The entries below should be written out again exactly as they stand.
#### Listed records ####
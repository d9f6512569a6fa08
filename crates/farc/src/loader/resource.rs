use std::{fmt, sync::Arc};

use crate::global::flags::Flags;

/// Basically data obtained from an archive, with its decoded content and the flags it was read with
#[derive(Debug, Clone)]
pub struct Resource {
	/// Name of the entry this resource was read from
	pub id: Arc<str>,
	/// The fully decoded (decrypted and decompressed) data
	pub data: Box<[u8]>,
	/// Archive-wide flags in effect when the data was read
	pub flags: Flags,
}

impl fmt::Display for Resource {
	fn fmt(&self, f: &mut fmt::Formatter<'_>) -> fmt::Result {
		write!(
			f,
			"[Resource] id: {}, size: {}B, flags: {}",
			self.id,
			self.data.len(),
			self.flags
		)
	}
}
####
Solution below –
repository d9f6512569a6fa08
filename crates/farc/src/loader/resource.rs
use std::{fmt, sync::Arc};

use crate::global::flags::Flags;

/// Basically data obtained from an archive, with its decoded content and the flags it was read with
#[derive(Debug, Clone)]
pub struct Resource {
	/// Name of the entry this resource was read from
	pub id: Arc<str>,
	/// The fully decoded (decrypted and decompressed) data
	pub data: Box<[u8]>,
	/// Archive-wide flags in effect when the data was read
	pub flags: Flags,
}

impl fmt::Display for Resource {
	fn fmt(&self, f: &mut fmt::Formatter<'_>) -> fmt::Result {
		write!(
			f,
			"[Resource] id: {}, size: {}B, flags: {}",
			self.id,
			self.data.len(),
			self.flags
		)
	}
}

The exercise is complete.